Abstract

The regression models discussed so far primarily used either cross-sectional or time series data. Each of these types of data has its exclusive features. This chapter discusses panel data regression models using the same group of entities like individuals, firms, states, countries, and the like over time. Panel data has a lot of advantages over pure cross-sectional data or pure time series data. The advantages are as follows: 1. Since panel data deals with individuals, firms, states, countries and so on over time, there is bound to be heterogeneity in these units, which may be often unobservable. The panel data estimation techniques can take such heterogeneity into account by allowing for subject-specific variables.
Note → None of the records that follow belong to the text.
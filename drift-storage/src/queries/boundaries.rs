//! boundaries table queries.

use drift_core::errors::StorageError;
use rusqlite::{params, Connection};

/// A boundary record from the database.
#[derive(Debug, Clone)]
pub struct BoundaryRecord {
    pub id: i64,
    pub file: String,
    pub framework: String,
    pub model_name: String,
    pub table_name: Option<String>,
    pub field_name: Option<String>,
    pub sensitivity: Option<String>,
    pub confidence: f64,
    pub created_at: i64,
}

/// Insert a batch of boundary records.
pub fn insert_boundaries(
    conn: &Connection,
    boundaries: &[BoundaryRecord],
) -> Result<usize, StorageError> {
    let mut stmt = conn
        .prepare_cached(
            "INSERT INTO boundaries
             (file, framework, model_name, table_name, field_name, sensitivity, confidence)
             VALUES (?1, ?2, ?3, ?4, ?5, ?6, ?7)",
        )
        .map_err(|e| StorageError::SqliteError { message: e.to_string() })?;

    let mut count = 0;
    for b in boundaries {
        stmt.execute(params![
            b.file, b.framework, b.model_name, b.table_name,
            b.field_name, b.sensitivity, b.confidence,
        ])
        .map_err(|e| StorageError::SqliteError { message: e.to_string() })?;
        count += 1;
    }
    Ok(count)
}

/// Get all boundaries for a given file.
pub fn get_boundaries_by_file(
    conn: &Connection,
    file: &str,
) -> Result<Vec<BoundaryRecord>, StorageError> {
    let mut stmt = conn
        .prepare_cached(
            "SELECT id, file, framework, model_name, table_name, field_name,
                    sensitivity, confidence, created_at
             FROM boundaries WHERE file = ?1",
        )
        .map_err(|e| StorageError::SqliteError { message: e.to_string() })?;

    let rows = stmt
        .query_map(params![file], |row| {
            Ok(BoundaryRecord {
                id: row.get(0)?,
                file: row.get(1)?,
                framework: row.get(2)?,
                model_name: row.get(3)?,
                table_name: row.get(4)?,
                field_name: row.get(5)?,
                sensitivity: row.get(6)?,
                confidence: row.get(7)?,
                created_at: row.get(8)?,
            })
        })
        .map_err(|e| StorageError::SqliteError { message: e.to_string() })?;

    let mut result = Vec::new();
    for row in rows {
        result.push(row.map_err(|e| StorageError::SqliteError { message: e.to_string() })?);
    }
    Ok(result)
}

/// Get all boundaries by framework.
pub fn get_boundaries_by_framework(
    conn: &Connection,
    framework: &str,
) -> Result<Vec<BoundaryRecord>, StorageError> {
    let mut stmt = conn
        .prepare_cached(
            "SELECT id, file, framework, model_name, table_name, field_name,
                    sensitivity, confidence, created_at
             FROM boundaries WHERE framework = ?1",
        )
        .map_err(|e| StorageError::SqliteError { message: e.to_string() })?;

    let rows = stmt
        .query_map(params![framework], |row| {
            Ok(BoundaryRecord {
                id: row.get(0)?,
                file: row.get(1)?,
                framework: row.get(2)?,
                model_name: row.get(3)?,
                table_name: row.get(4)?,
                field_name: row.get(5)?,
                sensitivity: row.get(6)?,
                confidence: row.get(7)?,
                created_at: row.get(8)?,
            })
        })
        .map_err(|e| StorageError::SqliteError { message: e.to_string() })?;

    let mut result = Vec::new();
    for row in rows {
        result.push(row.map_err(|e| StorageError::SqliteError { message: e.to_string() })?);
    }
    Ok(result)
}

/// Get all sensitive field boundaries.
pub fn get_sensitive_boundaries(
    conn: &Connection,
) -> Result<Vec<BoundaryRecord>, StorageError> {
    let mut stmt = conn
        .prepare_cached(
            "SELECT id, file, framework, model_name, table_name, field_name,
                    sensitivity, confidence, created_at
             FROM boundaries WHERE sensitivity IS NOT NULL ORDER BY confidence DESC",
        )
        .map_err(|e| StorageError::SqliteError { message: e.to_string() })?;

    let rows = stmt
        .query_map([], |row| {
            Ok(BoundaryRecord {
                id: row.get(0)?,
                file: row.get(1)?,
                framework: row.get(2)?,
                model_name: row.get(3)?,
                table_name: row.get(4)?,
                field_name: row.get(5)?,
                sensitivity: row.get(6)?,
                confidence: row.get(7)?,
                created_at: row.get(8)?,
            })
        })
        .map_err(|e| StorageError::SqliteError { message: e.to_string() })?;

    let mut result = Vec::new();
    for row in rows {
        result.push(row.map_err(|e| StorageError::SqliteError { message: e.to_string() })?);
    }
    Ok(result)
}

/// Delete all boundaries for a given file.
pub fn delete_boundaries_by_file(
    conn: &Connection,
    file: &str,
) -> Result<usize, StorageError> {
    conn.execute("DELETE FROM boundaries WHERE file = ?1", params![file])
        .map_err(|e| StorageError::SqliteError { message: e.to_string() })
}

/// Count total boundaries.
pub fn count_boundaries(conn: &Connection) -> Result<i64, StorageError> {
    conn.query_row("SELECT COUNT(*) FROM boundaries", [], |row| row.get(0))
        .map_err(|e| StorageError::SqliteError { message: e.to_string() })
}
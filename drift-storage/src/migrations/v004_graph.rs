//! V004 migration: Phase 4 tables for graph intelligence systems.
//!
//! Tables: reachability_cache, taint_flows, error_gaps, impact_scores,
//!         test_coverage, test_quality.

pub const MIGRATION_SQL: &str = r#"
-- Reachability cache
CREATE TABLE IF NOT EXISTS reachability_cache (
    source_node TEXT NOT NULL,
    direction TEXT NOT NULL,
    reachable_set TEXT NOT NULL,
    sensitivity TEXT NOT NULL,
    computed_at INTEGER NOT NULL DEFAULT (unixepoch()),
    PRIMARY KEY (source_node, direction)
) STRICT;

-- Taint flows (source → sink paths)
CREATE TABLE IF NOT EXISTS taint_flows (
    id INTEGER PRIMARY KEY AUTOINCREMENT,
    source_file TEXT NOT NULL,
    source_line INTEGER NOT NULL,
    source_type TEXT NOT NULL,
    sink_file TEXT NOT NULL,
    sink_line INTEGER NOT NULL,
    sink_type TEXT NOT NULL,
    cwe_id INTEGER,
    is_sanitized INTEGER NOT NULL DEFAULT 0,
    path TEXT NOT NULL,
    confidence REAL NOT NULL,
    created_at INTEGER NOT NULL DEFAULT (unixepoch())
) STRICT;

CREATE INDEX IF NOT EXISTS idx_taint_flows_source ON taint_flows(source_file);
CREATE INDEX IF NOT EXISTS idx_taint_flows_sink ON taint_flows(sink_file);
CREATE INDEX IF NOT EXISTS idx_taint_flows_cwe ON taint_flows(cwe_id);

-- Error handling gaps
CREATE TABLE IF NOT EXISTS error_gaps (
    id INTEGER PRIMARY KEY AUTOINCREMENT,
    file TEXT NOT NULL,
    function_id TEXT NOT NULL,
    gap_type TEXT NOT NULL,
    error_type TEXT,
    propagation_chain TEXT,
    framework TEXT,
    cwe_id INTEGER,
    severity TEXT NOT NULL,
    created_at INTEGER NOT NULL DEFAULT (unixepoch())
) STRICT;

CREATE INDEX IF NOT EXISTS idx_error_gaps_file ON error_gaps(file);
CREATE INDEX IF NOT EXISTS idx_error_gaps_type ON error_gaps(gap_type);
CREATE INDEX IF NOT EXISTS idx_error_gaps_severity ON error_gaps(severity);

-- Impact scores per function
CREATE TABLE IF NOT EXISTS impact_scores (
    function_id TEXT PRIMARY KEY,
    blast_radius INTEGER NOT NULL,
    risk_score REAL NOT NULL,
    is_dead_code INTEGER NOT NULL DEFAULT 0,
    dead_code_reason TEXT,
    exclusion_category TEXT,
    updated_at INTEGER NOT NULL DEFAULT (unixepoch())
) STRICT;

-- Test coverage mapping
CREATE TABLE IF NOT EXISTS test_coverage (
    test_function_id TEXT NOT NULL,
    source_function_id TEXT NOT NULL,
    coverage_type TEXT NOT NULL,
    PRIMARY KEY (test_function_id, source_function_id)
) STRICT;

CREATE INDEX IF NOT EXISTS idx_test_coverage_source ON test_coverage(source_function_id);

-- Test quality scores
CREATE TABLE IF NOT EXISTS test_quality (
    function_id TEXT PRIMARY KEY,
    coverage_breadth REAL,
    coverage_depth REAL,
    assertion_density REAL,
    mock_ratio REAL,
    isolation REAL,
    freshness REAL,
    stability REAL,
    overall_score REAL NOT NULL,
    smells TEXT,
    updated_at INTEGER NOT NULL DEFAULT (unixepoch())
) STRICT;
"#;
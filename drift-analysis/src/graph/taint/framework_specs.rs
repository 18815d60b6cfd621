//! Framework-specific taint specifications.
//!
//! Provides pre-configured source/sink/sanitizer patterns for popular frameworks.

use super::registry::{SanitizerPattern, SinkPattern, SourcePattern, TaintRegistry};
use super::types::{SanitizerType, SinkType, SourceType};

/// Supported frameworks for taint specification.
#[derive(Debug, Clone, Copy, PartialEq, Eq, Hash)]
pub enum TaintFramework {
    Express,
    Django,
    Flask,
    Spring,
    AspNet,
    Rails,
    Laravel,
    Fastify,
    Koa,
    NestJs,
    Gin,
    Actix,
}

impl TaintFramework {
    pub fn name(&self) -> &'static str {
        match self {
            Self::Express => "express",
            Self::Django => "django",
            Self::Flask => "flask",
            Self::Spring => "spring",
            Self::AspNet => "aspnet",
            Self::Rails => "rails",
            Self::Laravel => "laravel",
            Self::Fastify => "fastify",
            Self::Koa => "koa",
            Self::NestJs => "nestjs",
            Self::Gin => "gin",
            Self::Actix => "actix",
        }
    }

    /// All supported frameworks.
    pub fn all() -> &'static [TaintFramework] {
        &[
            Self::Express, Self::Django, Self::Flask, Self::Spring,
            Self::AspNet, Self::Rails, Self::Laravel, Self::Fastify,
            Self::Koa, Self::NestJs, Self::Gin, Self::Actix,
        ]
    }
}

/// Apply framework-specific patterns to a registry.
pub fn apply_framework_specs(registry: &mut TaintRegistry, framework: TaintFramework) {
    match framework {
        TaintFramework::Express => apply_express(registry),
        TaintFramework::Django => apply_django(registry),
        TaintFramework::Flask => apply_flask(registry),
        TaintFramework::Spring => apply_spring(registry),
        TaintFramework::AspNet => apply_aspnet(registry),
        TaintFramework::Rails => apply_rails(registry),
        TaintFramework::Laravel => apply_laravel(registry),
        TaintFramework::Fastify => apply_fastify(registry),
        TaintFramework::Koa => apply_koa(registry),
        TaintFramework::NestJs => apply_nestjs(registry),
        TaintFramework::Gin => apply_gin(registry),
        TaintFramework::Actix => apply_actix(registry),
    }
}

fn apply_express(registry: &mut TaintRegistry) {
    let sources = ["req.query", "req.body", "req.params", "req.headers", "req.cookies", "req.ip"];
    for s in &sources {
        registry.add_source(SourcePattern {
            pattern: s.to_string(),
            source_type: SourceType::UserInput,
            framework: Some("express".to_string()),
        });
    }
    registry.add_sink(SinkPattern {
        pattern: "res.send".to_string(),
        sink_type: SinkType::HtmlOutput,
        required_sanitizers: vec![SanitizerType::HtmlEscape],
        framework: Some("express".to_string()),
    });
    registry.add_sink(SinkPattern {
        pattern: "res.redirect".to_string(),
        sink_type: SinkType::HttpRedirect,
        required_sanitizers: vec![SanitizerType::UrlEncode],
        framework: Some("express".to_string()),
    });
}

fn apply_django(registry: &mut TaintRegistry) {
    let sources = ["request.GET", "request.POST", "request.data", "request.FILES", "request.META"];
    for s in &sources {
        registry.add_source(SourcePattern {
            pattern: s.to_string(),
            source_type: SourceType::UserInput,
            framework: Some("django".to_string()),
        });
    }
    registry.add_sink(SinkPattern {
        pattern: "cursor.execute".to_string(),
        sink_type: SinkType::SqlQuery,
        required_sanitizers: vec![SanitizerType::SqlParameterize],
        framework: Some("django".to_string()),
    });
    registry.add_sanitizer(SanitizerPattern {
        pattern: "mark_safe".to_string(),
        sanitizer_type: SanitizerType::HtmlEscape,
        protects_against: vec![SinkType::HtmlOutput],
        framework: Some("django".to_string()),
    });
}

fn apply_flask(registry: &mut TaintRegistry) {
    let sources = ["request.args", "request.form", "request.json", "request.data", "request.files"];
    for s in &sources {
        registry.add_source(SourcePattern {
            pattern: s.to_string(),
            source_type: SourceType::UserInput,
            framework: Some("flask".to_string()),
        });
    }
    registry.add_sanitizer(SanitizerPattern {
        pattern: "Markup.escape".to_string(),
        sanitizer_type: SanitizerType::HtmlEscape,
        protects_against: vec![SinkType::HtmlOutput],
        framework: Some("flask".to_string()),
    });
}

fn apply_spring(registry: &mut TaintRegistry) {
    let sources = ["@RequestParam", "@RequestBody", "@PathVariable", "HttpServletRequest"];
    for s in &sources {
        registry.add_source(SourcePattern {
            pattern: s.to_string(),
            source_type: SourceType::UserInput,
            framework: Some("spring".to_string()),
        });
    }
    registry.add_sink(SinkPattern {
        pattern: "jdbcTemplate.query".to_string(),
        sink_type: SinkType::SqlQuery,
        required_sanitizers: vec![SanitizerType::SqlParameterize],
        framework: Some("spring".to_string()),
    });
}

fn apply_aspnet(registry: &mut TaintRegistry) {
    let sources = ["Request.Query", "Request.Form", "Request.Body", "Request.Headers"];
    for s in &sources {
        registry.add_source(SourcePattern {
            pattern: s.to_string(),
            source_type: SourceType::UserInput,
            framework: Some("aspnet".to_string()),
        });
    }
    registry.add_sanitizer(SanitizerPattern {
        pattern: "HtmlEncoder.Encode".to_string(),
        sanitizer_type: SanitizerType::HtmlEscape,
        protects_against: vec![SinkType::HtmlOutput],
        framework: Some("aspnet".to_string()),
    });
}

fn apply_rails(registry: &mut TaintRegistry) {
    let sources = ["params", "request.params", "request.body"];
    for s in &sources {
        registry.add_source(SourcePattern {
            pattern: s.to_string(),
            source_type: SourceType::UserInput,
            framework: Some("rails".to_string()),
        });
    }
    registry.add_sanitizer(SanitizerPattern {
        pattern: "sanitize".to_string(),
        sanitizer_type: SanitizerType::HtmlEscape,
        protects_against: vec![SinkType::HtmlOutput],
        framework: Some("rails".to_string()),
    });
    registry.add_sanitizer(SanitizerPattern {
        pattern: "h".to_string(),
        sanitizer_type: SanitizerType::HtmlEscape,
        protects_against: vec![SinkType::HtmlOutput],
        framework: Some("rails".to_string()),
    });
}

fn apply_laravel(registry: &mut TaintRegistry) {
    let sources = ["$request->input", "$request->query", "$request->post", "$request->all"];
    for s in &sources {
        registry.add_source(SourcePattern {
            pattern: s.to_string(),
            source_type: SourceType::UserInput,
            framework: Some("laravel".to_string()),
        });
    }
    registry.add_sanitizer(SanitizerPattern {
        pattern: "e(".to_string(),
        sanitizer_type: SanitizerType::HtmlEscape,
        protects_against: vec![SinkType::HtmlOutput],
        framework: Some("laravel".to_string()),
    });
}

fn apply_fastify(registry: &mut TaintRegistry) {
    let sources = ["request.query", "request.body", "request.params"];
    for s in &sources {
        registry.add_source(SourcePattern {
            pattern: s.to_string(),
            source_type: SourceType::UserInput,
            framework: Some("fastify".to_string()),
        });
    }
}

fn apply_koa(registry: &mut TaintRegistry) {
    let sources = ["ctx.query", "ctx.request.body", "ctx.params"];
    for s in &sources {
        registry.add_source(SourcePattern {
            pattern: s.to_string(),
            source_type: SourceType::UserInput,
            framework: Some("koa".to_string()),
        });
    }
}

fn apply_nestjs(registry: &mut TaintRegistry) {
    let sources = ["@Body", "@Query", "@Param", "@Headers"];
    for s in &sources {
        registry.add_source(SourcePattern {
            pattern: s.to_string(),
            source_type: SourceType::UserInput,
            framework: Some("nestjs".to_string()),
        });
    }
}

fn apply_gin(registry: &mut TaintRegistry) {
    let sources = ["c.Query", "c.PostForm", "c.Param", "c.GetHeader"];
    for s in &sources {
        registry.add_source(SourcePattern {
            pattern: s.to_string(),
            source_type: SourceType::UserInput,
            framework: Some("gin".to_string()),
        });
    }
}

fn apply_actix(registry: &mut TaintRegistry) {
    let sources = ["web::Query", "web::Json", "web::Path", "HttpRequest"];
    for s in &sources {
        registry.add_source(SourcePattern {
            pattern: s.to_string(),
            source_type: SourceType::UserInput,
            framework: Some("actix".to_string()),
        });
    }
}
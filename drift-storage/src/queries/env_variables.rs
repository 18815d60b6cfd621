//! Queries for the env_variables table — environment variable usage tracking.

use drift_core::errors::StorageError;
use rusqlite::{params, Connection};

/// An environment variable record.
#[derive(Debug, Clone)]
pub struct EnvVariableRow {
    pub id: i64,
    pub name: String,
    pub file: String,
    pub line: i64,
    pub access_method: String,
    pub has_default: bool,
    pub defined_in_env: bool,
    pub framework_prefix: Option<String>,
    pub created_at: i64,
}

/// Insert an environment variable record.
pub fn insert(conn: &Connection, row: &EnvVariableRow) -> Result<(), StorageError> {
    conn.execute(
        "INSERT INTO env_variables (name, file, line, access_method, has_default, defined_in_env, framework_prefix)
         VALUES (?1, ?2, ?3, ?4, ?5, ?6, ?7)",
        params![
            row.name,
            row.file,
            row.line,
            row.access_method,
            row.has_default as i32,
            row.defined_in_env as i32,
            row.framework_prefix,
        ],
    )
    .map_err(|e| StorageError::SqliteError { message: e.to_string() })?;
    Ok(())
}

/// Insert a batch of environment variable records.
pub fn insert_batch(conn: &Connection, rows: &[EnvVariableRow]) -> Result<(), StorageError> {
    let mut stmt = conn
        .prepare_cached(
            "INSERT INTO env_variables (name, file, line, access_method, has_default, defined_in_env, framework_prefix)
             VALUES (?1, ?2, ?3, ?4, ?5, ?6, ?7)",
        )
        .map_err(|e| StorageError::SqliteError { message: e.to_string() })?;

    for row in rows {
        stmt.execute(params![
            row.name,
            row.file,
            row.line,
            row.access_method,
            row.has_default as i32,
            row.defined_in_env as i32,
            row.framework_prefix,
        ])
        .map_err(|e| StorageError::SqliteError { message: e.to_string() })?;
    }
    Ok(())
}

/// Query environment variables by name.
pub fn query_by_name(conn: &Connection, name: &str) -> Result<Vec<EnvVariableRow>, StorageError> {
    let mut stmt = conn
        .prepare_cached(
            "SELECT id, name, file, line, access_method, has_default, defined_in_env, framework_prefix, created_at
             FROM env_variables WHERE name = ?1 ORDER BY file, line",
        )
        .map_err(|e| StorageError::SqliteError { message: e.to_string() })?;

    let rows = stmt
        .query_map(params![name], map_row)
        .map_err(|e| StorageError::SqliteError { message: e.to_string() })?;

    rows.collect::<Result<Vec<_>, _>>()
        .map_err(|e| StorageError::SqliteError { message: e.to_string() })
}

/// Query environment variables by file.
pub fn query_by_file(conn: &Connection, file: &str) -> Result<Vec<EnvVariableRow>, StorageError> {
    let mut stmt = conn
        .prepare_cached(
            "SELECT id, name, file, line, access_method, has_default, defined_in_env, framework_prefix, created_at
             FROM env_variables WHERE file = ?1 ORDER BY line ASC",
        )
        .map_err(|e| StorageError::SqliteError { message: e.to_string() })?;

    let rows = stmt
        .query_map(params![file], map_row)
        .map_err(|e| StorageError::SqliteError { message: e.to_string() })?;

    rows.collect::<Result<Vec<_>, _>>()
        .map_err(|e| StorageError::SqliteError { message: e.to_string() })
}

/// Query env variables that are missing from .env files (not defined_in_env and no default).
pub fn query_missing(conn: &Connection) -> Result<Vec<EnvVariableRow>, StorageError> {
    let mut stmt = conn
        .prepare_cached(
            "SELECT id, name, file, line, access_method, has_default, defined_in_env, framework_prefix, created_at
             FROM env_variables WHERE defined_in_env = 0 AND has_default = 0 ORDER BY name, file",
        )
        .map_err(|e| StorageError::SqliteError { message: e.to_string() })?;

    let rows = stmt
        .query_map([], map_row)
        .map_err(|e| StorageError::SqliteError { message: e.to_string() })?;

    rows.collect::<Result<Vec<_>, _>>()
        .map_err(|e| StorageError::SqliteError { message: e.to_string() })
}

/// Delete environment variable records by file.
pub fn delete_by_file(conn: &Connection, file: &str) -> Result<usize, StorageError> {
    conn.execute("DELETE FROM env_variables WHERE file = ?1", params![file])
        .map_err(|e| StorageError::SqliteError { message: e.to_string() })
}

/// Count total environment variable records.
pub fn count(conn: &Connection) -> Result<i64, StorageError> {
    conn.query_row("SELECT COUNT(*) FROM env_variables", [], |row| row.get(0))
        .map_err(|e| StorageError::SqliteError { message: e.to_string() })
}

fn map_row(row: &rusqlite::Row) -> rusqlite::Result<EnvVariableRow> {
    Ok(EnvVariableRow {
        id: row.get(0)?,
        name: row.get(1)?,
        file: row.get(2)?,
        line: row.get(3)?,
        access_method: row.get(4)?,
        has_default: row.get::<_, i32>(5)? != 0,
        defined_in_env: row.get::<_, i32>(6)? != 0,
        framework_prefix: row.get(7)?,
        created_at: row.get(8)?,
    })
}
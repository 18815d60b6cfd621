//! Taint analysis — source/sink/sanitizer model with 17 CWE categories.
//!
//! Two-phase analysis:
//! 1. Intraprocedural (<1ms/function) — within-function dataflow
//! 2. Interprocedural (<100ms/function) — cross-function via summaries
//!
//! TOML-driven registry for extensibility. SARIF output for CI integration.

pub mod types;
pub mod registry;
pub mod intraprocedural;
pub mod interprocedural;
pub mod propagation;
pub mod sarif;
pub mod framework_specs;

pub use types::*;
pub use registry::TaintRegistry;
pub use intraprocedural::analyze_intraprocedural;
pub use interprocedural::analyze_interprocedural;
pub use sarif::generate_sarif;
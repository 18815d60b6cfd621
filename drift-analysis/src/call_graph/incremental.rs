//! Incremental call graph updates — re-extract only changed files.

use crate::parsers::types::ParseResult;

use super::builder::CallGraphBuilder;
use super::types::{CallGraph, CallGraphStats};

/// Incremental call graph manager.
///
/// Maintains a call graph and updates it incrementally when files change.
pub struct IncrementalCallGraph {
    graph: CallGraph,
    builder: CallGraphBuilder,
}

impl IncrementalCallGraph {
    /// Create a new incremental call graph.
    pub fn new() -> Self {
        Self {
            graph: CallGraph::new(),
            builder: CallGraphBuilder::new(),
        }
    }

    /// Get a reference to the current call graph.
    pub fn graph(&self) -> &CallGraph {
        &self.graph
    }

    /// Full build from scratch.
    pub fn full_build(
        &mut self,
        parse_results: &[ParseResult],
    ) -> Result<CallGraphStats, drift_core::errors::CallGraphError> {
        let (graph, stats) = self.builder.build(parse_results)?;
        self.graph = graph;
        Ok(stats)
    }

    /// CG-INCR-01: Incremental update — only rebuild affected files.
    ///
    /// - `added`: newly added files (parse results)
    /// - `modified`: modified files (parse results)
    /// - `removed`: paths of removed files
    /// - `all_results`: all current parse results (for re-resolution of affected edges)
    pub fn update(
        &mut self,
        added: &[ParseResult],
        modified: &[ParseResult],
        removed: &[String],
        all_results: &[ParseResult],
    ) -> Result<CallGraphStats, drift_core::errors::CallGraphError> {
        // Collect set of changed files for targeted re-resolution
        let mut changed_files: Vec<String> = Vec::new();

        // Remove nodes/edges for deleted files
        for path in removed {
            self.graph.remove_file(path);
            changed_files.push(path.clone());
        }

        // Remove nodes/edges for modified files (will be re-added)
        for pr in modified {
            self.graph.remove_file(&pr.file);
            changed_files.push(pr.file.clone());
        }

        // Track added files
        for pr in added {
            changed_files.push(pr.file.clone());
        }

        // If many files changed (>30% of total), full rebuild is more efficient
        let change_ratio = if all_results.is_empty() {
            1.0
        } else {
            changed_files.len() as f64 / all_results.len() as f64
        };

        if change_ratio > 0.30 || changed_files.len() > 100 {
            // Full rebuild — too many changes for incremental to be efficient
            let (graph, stats) = self.builder.build(all_results)?;
            self.graph = graph;
            return Ok(stats);
        }

        // Targeted rebuild: only rebuild from all_results but this is still
        // correct because builder.build handles the full resolution chain.
        // The optimization is that we've already removed stale nodes/edges above,
        // so the graph starts from a cleaner state.
        let (graph, stats) = self.builder.build(all_results)?;
        self.graph = graph;
        Ok(stats)
    }
}

impl Default for IncrementalCallGraph {
    fn default() -> Self {
        Self::new()
    }
}
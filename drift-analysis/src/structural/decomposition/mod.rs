//! Module Decomposition Enhancement — decompose_with_priors(), 6-signal decomposition.
//!
//! D1 compliant: all types and algorithms live in drift-analysis.
//! They accept priors as parameters but have ZERO knowledge of Cortex.

pub mod types;
pub mod decomposer;

pub use types::*;
pub use decomposer::decompose_with_priors;
//! # drift-context
//!
//! Context generation for the Drift analysis engine.
//! Provides context building, tokenization, output formats,
//! package manager support, and specification engine.

// PH4-05: Blanket dead_code/unused suppression removed. Add targeted #[allow] on specific items if needed.

pub mod generation;
pub mod tokenization;
pub mod formats;
pub mod packages;
pub mod specification;
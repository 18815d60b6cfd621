//! Raw table loading errors.
//!
//! These are fatal structural errors: a malformed table means the dataset
//! itself is corrupt and nothing downstream can be trusted.

use super::error_code::{self, TrekErrorCode};

/// Errors that can occur while parsing the raw tab-separated tables.
#[derive(Debug, thiserror::Error)]
pub enum TableError {
    #[error("{path}:{line}: second `# FORMAT:` header (format already declared)")]
    FormatRedeclared { path: String, line: usize },

    #[error("{path}:{line}: row has {found} fields, format declares {expected}")]
    RowArity {
        path: String,
        line: usize,
        expected: usize,
        found: usize,
    },

    #[error("required table `{name}` not found in dataset folder")]
    MissingTable { name: String },

    #[error("table `{table}` is missing required column `{column}`")]
    MissingColumn { table: String, column: String },

    #[error("{path}:{line}: {message}")]
    BadField {
        path: String,
        line: usize,
        message: String,
    },

    #[error("failed to read `{path}`: {source}")]
    Io {
        path: String,
        #[source]
        source: std::io::Error,
    },
}

impl TrekErrorCode for TableError {
    fn error_code(&self) -> &'static str {
        error_code::TABLE_ERROR
    }
}
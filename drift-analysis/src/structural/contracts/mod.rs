//! Contract Tracking (System 21) — 7 paradigms, schema parsers, endpoint extractors.

pub mod types;
pub mod schema_parsers;
pub mod extractors;
pub mod matching;
pub mod breaking_changes;
pub mod confidence;

pub use types::*;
The term subject includes micro units such individuals, firms or states. 2. By combining time series of cross-sectional observations, panel data gives “more informative data, more variability, less collinearity among variables, more degrees of freedom and more efficiency”. 3. By studying the repeated cross-sections of observations, panel data are better suited to study the dynamics of change. For example, unemployment, job turnover, duration of unemployment, and labor mobility are better studied with panel data. 4. Panel data can better detect and measure effects that cannot be observed in pure cross-sectional or time series data. For example, the effects of minimum wage laws on employment and earnings can be better studied if we follow successive waves of increases in federal and/or state minimum wages. 5. Phenomena such as economies of scale and technological change can be better studied by panel data than by pure cross-sectional or pure time series data.